I have read in multiple places that food was sometimes hard to come by, even in a region of the country with extremely rich farmland. Why? It seems that no one here wanted to farm. They all wanted to be either merchants or fur traders, and they would risk everything to do it. One of my ancestors, Hyacinth St. Cyr, my 4th great grandfather, was one of those men. He and several other Colonial St. Louisans invested in the "Company of Explorers of the Upper Missouri," more commonly known as the Missouri Company, in 1793. Largely unsuccessful as a business venture, Lewis and Clark used the maps made during the last Missouri Company expedition to guide their own venture.

St. Cyr lost everything. Interesting, though, there was very little cash money in St. Louis. People bought and sold using things like furs. Although St. Cyr was forced to sell everything, the value of what he had to sell, including several lots of land in the town of St. Louis (where the Arch now sits), did not nearly equal the amount of his debt. He, or rather his wife Hélène Hébert, was allowed to keep one lot north of the town (in what is now Florissant), and everything they would need to farm the land. It is important to note that part of St. Cyr's debt had accrued when he helped finance the building of a defensive wall around St. Louis. The Spanish government was supposed to pay him back but didn't. Later the government granted land to his children as repayment. Those children were forced to prove those land claims to the United States government in the years that followed the Louisiana Purchase.

This is where my ancestors lived - not just Hyacinth St. Cyr but many others. I don't mean St. Louis. I mean here, in this exact spot. It looks a little different now. This is an old National Park Service photo.

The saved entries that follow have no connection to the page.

use serde::{Deserialize, Serialize};
use serde_json::Value;
use std::time::{SystemTime, UNIX_EPOCH};

use crate::ids::{AgentId, MessageId};

/// Classifies an envelope for routing and view-selection purposes.
#[derive(Debug, Clone, Copy, PartialEq, Eq, Serialize, Deserialize)]
#[serde(rename_all = "snake_case")]
pub enum EventType {
    /// An ordinary agent-to-agent or agent-to-team message.
    Message,
    /// An action/observation pair an agent keeps in its own memory, not meant for peers.
    InternalEvent,
    /// A call into a team service (voting, scratchpad, storage, toolbox).
    TeamService,
    /// A router- or team-originated notification (queue position, collaboration ended, ...).
    Notification,
}

/// A requested tool invocation attached to an envelope.
#[derive(Debug, Clone, PartialEq, Serialize, Deserialize)]
pub struct Action {
    pub tool_name: String,
    pub action_name: String,
    #[serde(default)]
    pub parameters: Value,
    pub tool_use_id: String,
    #[serde(skip_serializing_if = "Option::is_none", default)]
    pub async_execution_id: Option<String>,
}

impl Action {
    pub fn new(
        tool_name: impl Into<String>,
        action_name: impl Into<String>,
        parameters: Value,
        tool_use_id: impl Into<String>,
    ) -> Self {
        Self {
            tool_name: tool_name.into(),
            action_name: action_name.into(),
            parameters,
            tool_use_id: tool_use_id.into(),
            async_execution_id: None,
        }
    }

    pub fn with_async_execution_id(mut self, id: impl Into<String>) -> Self {
        self.async_execution_id = Some(id.into());
        self
    }
}

/// The result of executing an [`Action`], matched back to it by `tool_use_id`.
#[derive(Debug, Clone, PartialEq, Serialize, Deserialize)]
pub struct Observation {
    pub data: Value,
    pub tool_use_id: String,
    #[serde(skip_serializing_if = "Option::is_none", default)]
    pub async_execution_id: Option<String>,
    #[serde(default)]
    pub is_async_observation: bool,
}

impl Observation {
    pub fn new(data: Value, tool_use_id: impl Into<String>) -> Self {
        Self {
            data,
            tool_use_id: tool_use_id.into(),
            async_execution_id: None,
            is_async_observation: false,
        }
    }

    pub fn error(message: impl Into<String>, tool_use_id: impl Into<String>) -> Self {
        Self::new(serde_json::json!({ "error": message.into() }), tool_use_id)
    }

    pub fn async_result(
        data: Value,
        tool_use_id: impl Into<String>,
        async_execution_id: impl Into<String>,
    ) -> Self {
        Self {
            data,
            tool_use_id: tool_use_id.into(),
            async_execution_id: Some(async_execution_id.into()),
            is_async_observation: true,
        }
    }
}

/// The single unit of transport between agents and the router.
///
/// `message_id` is assigned on first send if absent and is immutable once appended to the
/// router's log; `timestamp` must be non-decreasing across successive envelopes from the same
/// `source`.
#[derive(Debug, Clone, PartialEq, Serialize, Deserialize)]
pub struct Envelope {
    pub message_id: Option<MessageId>,
    pub event_type: EventType,
    #[serde(default)]
    pub source: Option<AgentId>,
    #[serde(default)]
    pub destination: Option<AgentId>,
    #[serde(default)]
    pub channel: Option<String>,
    pub timestamp: Option<u64>,
    #[serde(default)]
    pub content: Option<String>,
    #[serde(default)]
    pub actions: Vec<Action>,
    #[serde(default)]
    pub observations: Vec<Observation>,
    #[serde(default)]
    pub structured_content: Option<Value>,
    #[serde(default)]
    pub artifacts: Option<Value>,
}

impl Envelope {
    pub fn new(event_type: EventType) -> Self {
        Self {
            message_id: None,
            event_type,
            source: None,
            destination: None,
            channel: None,
            timestamp: None,
            content: None,
            actions: Vec::new(),
            observations: Vec::new(),
            structured_content: None,
            artifacts: None,
        }
    }

    pub fn message(content: impl Into<String>) -> Self {
        Self::new(EventType::Message).with_content(content)
    }

    pub fn with_source(mut self, source: impl Into<AgentId>) -> Self {
        self.source = Some(source.into());
        self
    }

    pub fn with_destination(mut self, destination: impl Into<AgentId>) -> Self {
        self.destination = Some(destination.into());
        self
    }

    pub fn with_channel(mut self, channel: impl Into<String>) -> Self {
        self.channel = Some(channel.into());
        self
    }

    pub fn with_content(mut self, content: impl Into<String>) -> Self {
        self.content = Some(content.into());
        self
    }

    pub fn with_actions(mut self, actions: Vec<Action>) -> Self {
        self.actions = actions;
        self
    }

    pub fn with_observations(mut self, observations: Vec<Observation>) -> Self {
        self.observations = observations;
        self
    }

    /// Assigns a message id and timestamp if either is unset. Idempotent: a fully-stamped
    /// envelope is returned unchanged.
    pub fn ensure_stamped(&mut self) {
        if self.message_id.is_none() {
            self.message_id = Some(MessageId::generate());
        }
        if self.timestamp.is_none() {
            self.timestamp = Some(now_unix_seconds());
        }
    }

    pub fn is_internal(&self) -> bool {
        matches!(self.event_type, EventType::InternalEvent)
    }
}

fn now_unix_seconds() -> u64 {
    SystemTime::now()
        .duration_since(UNIX_EPOCH)
        .map(|d| d.as_secs())
        .unwrap_or(0)
}

#[cfg(test)]
mod tests {
    use super::*;

    #[test]
    fn ensure_stamped_assigns_missing_fields_once() {
        let mut envelope = Envelope::message("hello").with_destination("bob");
        assert!(envelope.message_id.is_none());
        envelope.ensure_stamped();
        let id = envelope.message_id.clone();
        assert!(id.is_some());
        envelope.ensure_stamped();
        assert_eq!(envelope.message_id, id);
    }

    #[test]
    fn builder_sets_expected_fields() {
        let envelope = Envelope::message("hi")
            .with_source("alice")
            .with_destination("bob")
            .with_channel("general");
        assert_eq!(envelope.content.as_deref(), Some("hi"));
        assert_eq!(envelope.source.as_ref().unwrap().as_str(), "alice");
        assert_eq!(envelope.destination.as_ref().unwrap().as_str(), "bob");
        assert_eq!(envelope.channel.as_deref(), Some("general"));
    }

    #[test]
    fn round_trips_through_json() {
        let mut envelope = Envelope::message("payload").with_source("alice");
        envelope.ensure_stamped();
        let json = serde_json::to_string(&envelope).unwrap();
        let parsed: Envelope = serde_json::from_str(&json).unwrap();
        assert_eq!(parsed, envelope);
    }
}
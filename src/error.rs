//! Error kinds for a single apply attempt.
//!
//! Every variant here is retryable: the applier routes all of them into
//! its bounded retry loop and only surfaces the terminal outcome as a
//! status event. Missing profiles and storage problems are handled at
//! their call sites and never become an `ApplyError`.

use thiserror::Error;

#[derive(Debug, Error)]
pub enum ApplyError {
    /// The external process could not be started or elevation was
    /// denied at the runner level.
    #[error("command invocation failed: {0}")]
    CommandInvocation(anyhow::Error),

    /// The external command ran but exited non-zero.
    #[error("command exited with status {status}: {stderr}")]
    CommandExit { status: i32, stderr: String },

    /// The interface query succeeded but its output does not contain
    /// the applied address, subnet and gateway.
    #[error("interface state does not match the applied profile")]
    VerificationMismatch,
}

No one in my branch of the family has gained the monetary fortune St. Cyr tried to obtain. But now, anytime I want, I can go and sit under the Gateway Arch, which was built the year I was born. I can stand at the new entrance and think about my 3rd great grandfather, Christian Frederich Kienlen, who owned the first confectionary in St. Louis at 3rd and Chestnut, which was near that very spot. And I can go to the place where my ancestors lived, sit down on the grass, and watch the river flow south just as they did. And that's worth a fortune to me.